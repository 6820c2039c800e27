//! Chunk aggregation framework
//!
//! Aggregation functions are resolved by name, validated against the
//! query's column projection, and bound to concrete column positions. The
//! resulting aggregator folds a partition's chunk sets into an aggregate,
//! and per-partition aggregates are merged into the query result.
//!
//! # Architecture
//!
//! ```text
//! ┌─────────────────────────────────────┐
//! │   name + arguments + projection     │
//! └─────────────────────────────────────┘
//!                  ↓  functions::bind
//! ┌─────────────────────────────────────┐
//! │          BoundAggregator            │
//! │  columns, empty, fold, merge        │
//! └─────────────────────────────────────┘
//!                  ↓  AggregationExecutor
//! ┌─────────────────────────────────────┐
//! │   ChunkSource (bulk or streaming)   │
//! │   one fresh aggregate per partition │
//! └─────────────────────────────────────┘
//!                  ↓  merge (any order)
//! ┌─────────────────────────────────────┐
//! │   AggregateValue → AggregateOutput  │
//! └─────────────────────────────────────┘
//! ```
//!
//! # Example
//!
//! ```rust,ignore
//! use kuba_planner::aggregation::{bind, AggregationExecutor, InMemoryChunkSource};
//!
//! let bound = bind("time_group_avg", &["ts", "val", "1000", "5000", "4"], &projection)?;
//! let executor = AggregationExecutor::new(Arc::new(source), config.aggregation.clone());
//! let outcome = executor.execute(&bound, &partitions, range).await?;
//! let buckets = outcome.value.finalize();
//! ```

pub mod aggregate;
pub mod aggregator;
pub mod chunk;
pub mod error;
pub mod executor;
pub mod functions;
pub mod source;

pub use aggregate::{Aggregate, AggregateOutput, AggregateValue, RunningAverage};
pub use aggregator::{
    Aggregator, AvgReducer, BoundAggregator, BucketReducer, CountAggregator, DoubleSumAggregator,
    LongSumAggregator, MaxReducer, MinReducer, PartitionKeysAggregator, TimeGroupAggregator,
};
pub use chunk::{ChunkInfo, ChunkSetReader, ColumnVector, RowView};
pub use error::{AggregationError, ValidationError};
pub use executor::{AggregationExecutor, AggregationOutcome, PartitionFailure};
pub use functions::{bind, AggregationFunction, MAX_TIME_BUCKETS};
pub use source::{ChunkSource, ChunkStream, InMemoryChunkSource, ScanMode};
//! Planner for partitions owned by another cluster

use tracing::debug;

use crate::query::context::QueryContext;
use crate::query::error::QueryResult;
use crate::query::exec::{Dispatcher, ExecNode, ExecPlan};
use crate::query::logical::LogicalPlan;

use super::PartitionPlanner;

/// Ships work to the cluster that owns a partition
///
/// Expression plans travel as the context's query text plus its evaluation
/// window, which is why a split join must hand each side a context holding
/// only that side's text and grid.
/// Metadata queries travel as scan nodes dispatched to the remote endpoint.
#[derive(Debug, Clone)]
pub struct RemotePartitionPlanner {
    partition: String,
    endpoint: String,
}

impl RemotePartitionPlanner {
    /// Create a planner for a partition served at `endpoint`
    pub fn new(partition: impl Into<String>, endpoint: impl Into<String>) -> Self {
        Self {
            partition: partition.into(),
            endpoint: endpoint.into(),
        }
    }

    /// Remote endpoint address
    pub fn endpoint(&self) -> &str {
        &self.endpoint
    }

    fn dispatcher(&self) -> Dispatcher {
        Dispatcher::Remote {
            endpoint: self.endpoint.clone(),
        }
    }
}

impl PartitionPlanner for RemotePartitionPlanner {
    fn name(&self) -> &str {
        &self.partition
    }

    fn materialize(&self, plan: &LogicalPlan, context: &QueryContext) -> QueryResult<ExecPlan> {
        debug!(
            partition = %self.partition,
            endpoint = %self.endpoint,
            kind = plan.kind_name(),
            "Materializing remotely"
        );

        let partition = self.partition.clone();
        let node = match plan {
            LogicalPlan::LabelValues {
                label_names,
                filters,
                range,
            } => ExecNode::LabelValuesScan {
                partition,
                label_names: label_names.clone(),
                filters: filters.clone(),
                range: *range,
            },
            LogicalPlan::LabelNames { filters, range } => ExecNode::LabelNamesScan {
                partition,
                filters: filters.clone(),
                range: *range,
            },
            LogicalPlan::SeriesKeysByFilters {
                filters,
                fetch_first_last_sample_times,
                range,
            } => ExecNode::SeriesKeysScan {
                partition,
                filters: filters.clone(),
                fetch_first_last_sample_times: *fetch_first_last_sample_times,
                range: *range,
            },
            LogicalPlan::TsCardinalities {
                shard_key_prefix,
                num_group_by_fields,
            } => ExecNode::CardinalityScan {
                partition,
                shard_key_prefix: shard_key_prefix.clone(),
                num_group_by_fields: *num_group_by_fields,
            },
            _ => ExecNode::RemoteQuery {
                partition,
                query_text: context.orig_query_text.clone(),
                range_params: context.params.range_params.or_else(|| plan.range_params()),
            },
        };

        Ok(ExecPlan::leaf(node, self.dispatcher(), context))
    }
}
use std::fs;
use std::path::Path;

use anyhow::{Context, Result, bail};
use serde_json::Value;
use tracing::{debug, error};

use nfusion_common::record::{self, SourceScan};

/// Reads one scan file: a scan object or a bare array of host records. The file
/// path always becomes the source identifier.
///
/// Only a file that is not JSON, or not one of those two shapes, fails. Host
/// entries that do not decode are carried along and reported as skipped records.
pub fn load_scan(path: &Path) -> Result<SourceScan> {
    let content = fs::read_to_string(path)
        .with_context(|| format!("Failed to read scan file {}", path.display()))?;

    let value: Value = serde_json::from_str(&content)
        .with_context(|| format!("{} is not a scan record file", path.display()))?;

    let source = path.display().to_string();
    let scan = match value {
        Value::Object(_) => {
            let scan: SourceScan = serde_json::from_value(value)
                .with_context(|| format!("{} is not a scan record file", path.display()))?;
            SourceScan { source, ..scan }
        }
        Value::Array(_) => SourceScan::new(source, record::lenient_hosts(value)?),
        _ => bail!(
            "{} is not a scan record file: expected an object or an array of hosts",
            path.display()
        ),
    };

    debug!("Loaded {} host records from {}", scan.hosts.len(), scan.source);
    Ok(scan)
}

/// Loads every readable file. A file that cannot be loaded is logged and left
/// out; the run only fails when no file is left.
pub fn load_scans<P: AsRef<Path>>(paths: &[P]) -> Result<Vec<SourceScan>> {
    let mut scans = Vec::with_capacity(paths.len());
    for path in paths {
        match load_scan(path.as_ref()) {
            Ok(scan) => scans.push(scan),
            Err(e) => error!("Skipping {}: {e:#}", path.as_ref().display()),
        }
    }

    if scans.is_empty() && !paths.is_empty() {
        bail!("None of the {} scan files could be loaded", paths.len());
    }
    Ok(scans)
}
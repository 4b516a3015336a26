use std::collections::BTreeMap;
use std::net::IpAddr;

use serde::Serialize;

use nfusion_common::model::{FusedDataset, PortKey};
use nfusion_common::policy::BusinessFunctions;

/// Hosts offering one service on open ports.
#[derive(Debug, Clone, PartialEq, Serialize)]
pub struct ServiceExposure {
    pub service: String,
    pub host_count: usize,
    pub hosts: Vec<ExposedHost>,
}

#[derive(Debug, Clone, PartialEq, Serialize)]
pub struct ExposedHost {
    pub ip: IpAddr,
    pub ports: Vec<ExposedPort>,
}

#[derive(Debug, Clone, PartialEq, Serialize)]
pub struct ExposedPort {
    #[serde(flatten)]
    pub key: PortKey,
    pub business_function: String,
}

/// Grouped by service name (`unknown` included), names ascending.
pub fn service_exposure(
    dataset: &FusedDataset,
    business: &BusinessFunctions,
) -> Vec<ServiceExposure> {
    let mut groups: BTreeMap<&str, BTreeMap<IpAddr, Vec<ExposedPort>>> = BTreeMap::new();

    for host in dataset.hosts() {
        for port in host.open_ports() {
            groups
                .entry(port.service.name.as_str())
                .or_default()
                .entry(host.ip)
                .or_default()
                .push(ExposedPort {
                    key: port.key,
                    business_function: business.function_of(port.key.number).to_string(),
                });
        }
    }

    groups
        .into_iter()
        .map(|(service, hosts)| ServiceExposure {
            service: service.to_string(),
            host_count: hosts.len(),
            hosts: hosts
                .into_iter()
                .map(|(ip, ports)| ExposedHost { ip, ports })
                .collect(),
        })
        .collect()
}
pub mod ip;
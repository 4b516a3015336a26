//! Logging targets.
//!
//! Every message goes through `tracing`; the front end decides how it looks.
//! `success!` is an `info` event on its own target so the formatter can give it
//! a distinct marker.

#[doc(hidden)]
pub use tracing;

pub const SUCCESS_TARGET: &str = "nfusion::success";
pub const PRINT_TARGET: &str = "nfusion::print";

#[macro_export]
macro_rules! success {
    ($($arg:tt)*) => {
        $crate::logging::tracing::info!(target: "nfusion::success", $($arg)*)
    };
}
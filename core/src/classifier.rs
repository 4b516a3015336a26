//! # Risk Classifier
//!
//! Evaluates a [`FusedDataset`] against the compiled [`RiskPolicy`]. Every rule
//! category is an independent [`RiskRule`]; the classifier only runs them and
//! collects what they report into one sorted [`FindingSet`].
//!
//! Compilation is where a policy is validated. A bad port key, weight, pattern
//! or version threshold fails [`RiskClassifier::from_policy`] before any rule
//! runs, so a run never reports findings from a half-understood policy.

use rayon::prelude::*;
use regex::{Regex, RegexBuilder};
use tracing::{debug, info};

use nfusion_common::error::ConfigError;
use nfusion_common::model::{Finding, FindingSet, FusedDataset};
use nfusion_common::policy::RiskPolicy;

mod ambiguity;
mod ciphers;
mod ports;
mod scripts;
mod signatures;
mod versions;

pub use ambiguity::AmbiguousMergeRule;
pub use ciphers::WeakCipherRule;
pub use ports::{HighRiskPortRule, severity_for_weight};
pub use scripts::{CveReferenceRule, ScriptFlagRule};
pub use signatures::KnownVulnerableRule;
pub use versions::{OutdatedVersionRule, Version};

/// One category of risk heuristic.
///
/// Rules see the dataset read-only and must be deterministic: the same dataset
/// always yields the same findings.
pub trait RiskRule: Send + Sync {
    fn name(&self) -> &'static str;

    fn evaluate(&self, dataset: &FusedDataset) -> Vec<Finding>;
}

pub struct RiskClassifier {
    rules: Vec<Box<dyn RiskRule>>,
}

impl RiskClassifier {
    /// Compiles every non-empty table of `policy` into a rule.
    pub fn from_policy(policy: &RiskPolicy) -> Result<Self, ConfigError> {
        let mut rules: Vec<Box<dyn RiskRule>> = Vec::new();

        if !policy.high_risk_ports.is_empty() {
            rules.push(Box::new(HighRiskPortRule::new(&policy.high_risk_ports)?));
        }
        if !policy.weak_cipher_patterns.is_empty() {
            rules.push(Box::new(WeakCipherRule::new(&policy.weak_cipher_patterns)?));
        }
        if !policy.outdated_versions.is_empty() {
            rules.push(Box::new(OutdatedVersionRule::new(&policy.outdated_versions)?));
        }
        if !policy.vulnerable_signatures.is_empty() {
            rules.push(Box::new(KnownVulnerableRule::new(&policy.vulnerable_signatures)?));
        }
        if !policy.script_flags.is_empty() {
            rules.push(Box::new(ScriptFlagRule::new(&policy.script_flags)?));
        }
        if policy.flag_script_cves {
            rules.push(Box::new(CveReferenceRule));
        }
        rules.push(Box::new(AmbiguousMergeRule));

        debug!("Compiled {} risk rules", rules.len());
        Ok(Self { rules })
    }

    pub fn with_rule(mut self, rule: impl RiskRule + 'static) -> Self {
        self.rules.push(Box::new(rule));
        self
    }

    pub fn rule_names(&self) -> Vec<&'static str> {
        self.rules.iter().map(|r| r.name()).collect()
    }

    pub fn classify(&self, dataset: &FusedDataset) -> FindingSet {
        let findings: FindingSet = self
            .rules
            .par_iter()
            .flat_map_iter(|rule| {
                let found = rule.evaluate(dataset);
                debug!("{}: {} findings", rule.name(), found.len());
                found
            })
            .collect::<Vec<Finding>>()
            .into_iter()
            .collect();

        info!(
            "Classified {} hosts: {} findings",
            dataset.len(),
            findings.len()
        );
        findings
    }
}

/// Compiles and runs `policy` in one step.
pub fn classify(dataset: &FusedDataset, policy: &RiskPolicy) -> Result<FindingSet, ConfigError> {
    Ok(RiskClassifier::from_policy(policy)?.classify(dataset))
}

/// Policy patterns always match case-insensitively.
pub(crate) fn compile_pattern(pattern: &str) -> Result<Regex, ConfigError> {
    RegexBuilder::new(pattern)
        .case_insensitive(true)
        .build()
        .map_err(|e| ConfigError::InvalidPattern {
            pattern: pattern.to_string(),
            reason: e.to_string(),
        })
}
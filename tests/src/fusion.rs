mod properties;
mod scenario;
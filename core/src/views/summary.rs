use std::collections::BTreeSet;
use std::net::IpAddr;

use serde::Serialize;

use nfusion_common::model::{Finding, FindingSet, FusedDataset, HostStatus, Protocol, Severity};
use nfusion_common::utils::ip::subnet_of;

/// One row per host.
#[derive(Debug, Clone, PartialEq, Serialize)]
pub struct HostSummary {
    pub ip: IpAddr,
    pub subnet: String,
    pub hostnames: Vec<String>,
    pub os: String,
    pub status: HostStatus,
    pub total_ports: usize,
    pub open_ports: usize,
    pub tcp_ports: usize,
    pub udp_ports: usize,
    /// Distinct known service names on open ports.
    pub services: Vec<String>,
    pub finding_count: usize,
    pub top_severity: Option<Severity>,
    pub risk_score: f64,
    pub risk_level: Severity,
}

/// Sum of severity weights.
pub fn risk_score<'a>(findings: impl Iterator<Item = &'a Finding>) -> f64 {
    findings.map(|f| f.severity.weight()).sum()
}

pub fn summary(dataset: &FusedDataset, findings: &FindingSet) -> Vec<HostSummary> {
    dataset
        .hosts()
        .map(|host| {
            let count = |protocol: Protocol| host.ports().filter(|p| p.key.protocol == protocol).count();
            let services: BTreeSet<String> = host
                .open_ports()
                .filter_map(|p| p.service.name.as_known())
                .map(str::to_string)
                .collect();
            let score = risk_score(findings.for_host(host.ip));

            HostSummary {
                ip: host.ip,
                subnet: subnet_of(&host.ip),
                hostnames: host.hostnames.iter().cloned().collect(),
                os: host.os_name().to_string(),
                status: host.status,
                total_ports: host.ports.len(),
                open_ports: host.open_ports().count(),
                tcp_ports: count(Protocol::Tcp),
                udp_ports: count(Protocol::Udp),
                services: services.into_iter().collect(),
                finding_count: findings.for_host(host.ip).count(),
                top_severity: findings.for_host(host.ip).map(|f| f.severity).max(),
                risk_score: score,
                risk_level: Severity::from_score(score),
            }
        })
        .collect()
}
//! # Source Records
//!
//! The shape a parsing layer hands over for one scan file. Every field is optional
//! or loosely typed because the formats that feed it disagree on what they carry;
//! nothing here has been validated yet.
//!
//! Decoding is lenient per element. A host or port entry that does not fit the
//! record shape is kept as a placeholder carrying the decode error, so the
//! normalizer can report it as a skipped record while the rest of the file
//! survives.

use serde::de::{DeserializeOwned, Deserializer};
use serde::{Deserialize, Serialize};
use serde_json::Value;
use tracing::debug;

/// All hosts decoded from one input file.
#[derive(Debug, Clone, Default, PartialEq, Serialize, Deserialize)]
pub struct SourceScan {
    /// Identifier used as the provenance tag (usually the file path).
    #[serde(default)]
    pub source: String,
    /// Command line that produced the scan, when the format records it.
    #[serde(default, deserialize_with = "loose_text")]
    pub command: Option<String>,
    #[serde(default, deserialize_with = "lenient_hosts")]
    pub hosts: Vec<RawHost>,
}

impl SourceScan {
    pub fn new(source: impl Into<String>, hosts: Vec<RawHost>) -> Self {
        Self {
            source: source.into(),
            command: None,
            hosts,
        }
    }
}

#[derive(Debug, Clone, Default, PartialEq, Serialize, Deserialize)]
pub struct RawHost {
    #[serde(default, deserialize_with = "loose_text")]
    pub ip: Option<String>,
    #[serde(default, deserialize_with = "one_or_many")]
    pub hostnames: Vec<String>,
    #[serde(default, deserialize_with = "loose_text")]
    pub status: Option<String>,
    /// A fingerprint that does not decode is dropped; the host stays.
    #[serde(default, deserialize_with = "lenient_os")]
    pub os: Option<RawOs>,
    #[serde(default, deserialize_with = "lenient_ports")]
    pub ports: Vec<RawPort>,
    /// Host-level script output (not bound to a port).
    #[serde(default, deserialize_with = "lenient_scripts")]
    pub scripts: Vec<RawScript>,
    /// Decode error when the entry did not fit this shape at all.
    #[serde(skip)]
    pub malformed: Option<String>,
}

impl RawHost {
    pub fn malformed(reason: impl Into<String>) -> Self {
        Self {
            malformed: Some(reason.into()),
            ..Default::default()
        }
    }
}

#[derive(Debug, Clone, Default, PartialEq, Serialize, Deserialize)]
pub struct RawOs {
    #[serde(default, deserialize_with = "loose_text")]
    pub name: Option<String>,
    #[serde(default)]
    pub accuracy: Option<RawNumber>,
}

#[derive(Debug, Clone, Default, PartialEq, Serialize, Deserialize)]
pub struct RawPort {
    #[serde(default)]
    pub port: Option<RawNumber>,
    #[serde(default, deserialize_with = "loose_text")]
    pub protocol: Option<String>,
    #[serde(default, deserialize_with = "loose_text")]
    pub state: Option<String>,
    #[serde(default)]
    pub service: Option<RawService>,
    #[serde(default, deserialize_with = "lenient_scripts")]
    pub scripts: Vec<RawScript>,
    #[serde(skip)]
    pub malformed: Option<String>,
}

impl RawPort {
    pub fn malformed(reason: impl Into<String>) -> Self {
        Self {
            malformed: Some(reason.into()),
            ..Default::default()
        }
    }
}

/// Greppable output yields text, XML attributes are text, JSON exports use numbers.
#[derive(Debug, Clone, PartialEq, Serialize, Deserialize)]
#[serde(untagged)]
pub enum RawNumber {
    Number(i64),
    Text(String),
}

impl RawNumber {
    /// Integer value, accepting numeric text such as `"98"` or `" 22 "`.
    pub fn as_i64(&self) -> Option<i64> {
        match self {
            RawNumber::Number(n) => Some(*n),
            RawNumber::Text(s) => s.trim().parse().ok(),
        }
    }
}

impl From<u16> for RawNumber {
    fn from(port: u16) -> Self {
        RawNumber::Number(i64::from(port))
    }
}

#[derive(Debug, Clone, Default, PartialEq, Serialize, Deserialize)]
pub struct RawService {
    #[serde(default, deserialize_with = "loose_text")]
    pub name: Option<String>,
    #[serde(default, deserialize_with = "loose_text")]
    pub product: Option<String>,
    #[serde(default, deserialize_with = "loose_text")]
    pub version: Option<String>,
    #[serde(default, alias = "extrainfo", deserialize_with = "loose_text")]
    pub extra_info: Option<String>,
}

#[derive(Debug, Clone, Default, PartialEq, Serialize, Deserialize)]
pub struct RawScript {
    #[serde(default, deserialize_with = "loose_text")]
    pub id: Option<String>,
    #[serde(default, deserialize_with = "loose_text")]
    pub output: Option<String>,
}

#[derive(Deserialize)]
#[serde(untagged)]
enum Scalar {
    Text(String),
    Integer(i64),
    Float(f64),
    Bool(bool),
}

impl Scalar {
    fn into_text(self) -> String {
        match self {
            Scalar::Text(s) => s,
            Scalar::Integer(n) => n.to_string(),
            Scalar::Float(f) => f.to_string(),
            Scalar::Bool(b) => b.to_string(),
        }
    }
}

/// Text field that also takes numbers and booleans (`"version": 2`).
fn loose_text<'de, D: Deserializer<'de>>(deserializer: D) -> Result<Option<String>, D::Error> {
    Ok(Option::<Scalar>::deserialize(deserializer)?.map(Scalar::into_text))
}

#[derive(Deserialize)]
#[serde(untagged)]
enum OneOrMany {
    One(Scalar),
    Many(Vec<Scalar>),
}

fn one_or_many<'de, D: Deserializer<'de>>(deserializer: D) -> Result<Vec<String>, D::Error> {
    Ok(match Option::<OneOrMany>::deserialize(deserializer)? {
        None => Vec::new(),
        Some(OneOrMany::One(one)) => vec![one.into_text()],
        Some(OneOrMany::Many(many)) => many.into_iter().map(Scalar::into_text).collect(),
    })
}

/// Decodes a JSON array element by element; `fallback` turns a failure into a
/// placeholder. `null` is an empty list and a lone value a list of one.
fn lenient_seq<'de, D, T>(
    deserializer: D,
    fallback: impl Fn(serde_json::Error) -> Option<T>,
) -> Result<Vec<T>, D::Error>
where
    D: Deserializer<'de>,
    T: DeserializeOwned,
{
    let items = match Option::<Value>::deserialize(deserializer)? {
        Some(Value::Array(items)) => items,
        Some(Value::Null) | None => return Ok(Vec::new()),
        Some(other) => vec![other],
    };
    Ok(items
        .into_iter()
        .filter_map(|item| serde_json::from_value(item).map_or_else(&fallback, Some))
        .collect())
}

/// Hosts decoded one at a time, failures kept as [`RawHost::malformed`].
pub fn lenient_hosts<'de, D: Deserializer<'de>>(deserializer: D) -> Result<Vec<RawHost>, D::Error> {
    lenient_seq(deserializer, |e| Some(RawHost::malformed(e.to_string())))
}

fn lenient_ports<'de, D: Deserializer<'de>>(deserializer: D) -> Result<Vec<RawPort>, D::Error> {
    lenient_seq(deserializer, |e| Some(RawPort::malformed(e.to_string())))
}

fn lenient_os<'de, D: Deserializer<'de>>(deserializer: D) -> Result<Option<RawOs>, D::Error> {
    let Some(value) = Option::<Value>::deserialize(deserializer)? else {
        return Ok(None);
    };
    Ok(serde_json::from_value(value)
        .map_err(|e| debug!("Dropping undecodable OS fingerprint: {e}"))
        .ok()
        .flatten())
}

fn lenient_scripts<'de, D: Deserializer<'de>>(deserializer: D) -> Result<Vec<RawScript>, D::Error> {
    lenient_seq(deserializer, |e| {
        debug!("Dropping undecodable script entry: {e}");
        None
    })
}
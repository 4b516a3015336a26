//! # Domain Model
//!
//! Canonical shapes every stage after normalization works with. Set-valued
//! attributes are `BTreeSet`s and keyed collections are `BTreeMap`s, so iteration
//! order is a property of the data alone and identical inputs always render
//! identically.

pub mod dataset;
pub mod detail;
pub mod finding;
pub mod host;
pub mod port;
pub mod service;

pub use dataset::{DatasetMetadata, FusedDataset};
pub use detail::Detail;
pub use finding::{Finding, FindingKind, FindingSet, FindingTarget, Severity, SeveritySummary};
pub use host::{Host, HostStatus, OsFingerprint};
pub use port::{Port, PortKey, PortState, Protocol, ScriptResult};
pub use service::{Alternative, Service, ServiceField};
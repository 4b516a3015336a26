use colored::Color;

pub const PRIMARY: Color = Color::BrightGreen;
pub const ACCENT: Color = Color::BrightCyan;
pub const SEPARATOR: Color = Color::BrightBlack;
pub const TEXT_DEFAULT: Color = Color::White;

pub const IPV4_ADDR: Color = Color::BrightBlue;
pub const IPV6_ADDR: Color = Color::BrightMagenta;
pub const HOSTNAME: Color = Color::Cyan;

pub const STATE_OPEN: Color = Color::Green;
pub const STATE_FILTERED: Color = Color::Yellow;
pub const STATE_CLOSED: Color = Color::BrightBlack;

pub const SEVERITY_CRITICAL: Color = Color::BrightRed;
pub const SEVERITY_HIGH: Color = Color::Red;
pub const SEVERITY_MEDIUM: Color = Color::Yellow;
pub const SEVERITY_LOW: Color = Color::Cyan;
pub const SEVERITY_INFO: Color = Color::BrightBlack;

* [Aim of the exercise]: Search the records above for "BusinessFunctions" and copy every line that has it.

* [Result]:
use nfusion_common::policy::BusinessFunctions;
    business: &BusinessFunctions,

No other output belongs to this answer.